§ **What you will do**
Comb through the entries for "word" and pull out each line that holds it.

*** Opening Information given ***

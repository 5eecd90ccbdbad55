//! # Sample Types
//!
//! Raw register values, the gyroscope bias and converted physical samples.

use serde::Serialize;

/// One measurement burst as read from the sensor registers
#[derive(Debug, Clone, Copy, PartialEq, Eq, Default)]
pub struct RawSample {
    pub accel_x: i16,
    pub accel_y: i16,
    pub accel_z: i16,
    pub temp: i16,
    pub gyro_x: i16,
    pub gyro_y: i16,
    pub gyro_z: i16,
}

impl RawSample {
    /// Decode a 14-byte burst of big-endian register pairs.
    ///
    /// Register order: ACCEL_X, ACCEL_Y, ACCEL_Z, TEMP, GYRO_X, GYRO_Y, GYRO_Z.
    ///
    /// # Examples
    ///
    /// ```
    /// use motion_remote::sensor::sample::RawSample;
    ///
    /// let mut burst = [0u8; 14];
    /// burst[0] = 0x40; // accel X = 0x4000 = 16384
    /// let raw = RawSample::from_be_bytes(&burst);
    /// assert_eq!(raw.accel_x, 16384);
    /// ```
    #[must_use]
    pub fn from_be_bytes(burst: &[u8; 14]) -> Self {
        let word = |i: usize| i16::from_be_bytes([burst[i], burst[i + 1]]);
        Self {
            accel_x: word(0),
            accel_y: word(2),
            accel_z: word(4),
            temp: word(6),
            gyro_x: word(8),
            gyro_y: word(10),
            gyro_z: word(12),
        }
    }

    /// Die temperature in degrees Celsius (datasheet formula).
    #[must_use]
    pub fn temperature_celsius(&self) -> f32 {
        self.temp as f32 / 340.0 + 36.53
    }
}

/// Static gyroscope offset per axis, in raw counts
#[derive(Debug, Clone, Copy, PartialEq, Default)]
pub struct GyroBias {
    pub x: f32,
    pub y: f32,
    pub z: f32,
}

/// Sample in physical units: g for acceleration, deg/s for rotation rate
#[derive(Debug, Clone, Copy, PartialEq, Default, Serialize)]
pub struct PhysicalSample {
    pub ax: f32,
    pub ay: f32,
    pub az: f32,
    pub gx: f32,
    pub gy: f32,
    pub gz: f32,
}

*** Closing Information given ***

§ **Task solution**
        let word = |i: usize| i16::from_be_bytes([burst[i], burst[i + 1]]);
            accel_x: word(0),
            accel_y: word(2),
            accel_z: word(4),
            temp: word(6),
            gyro_x: word(8),
            gyro_y: word(10),
            gyro_z: word(12),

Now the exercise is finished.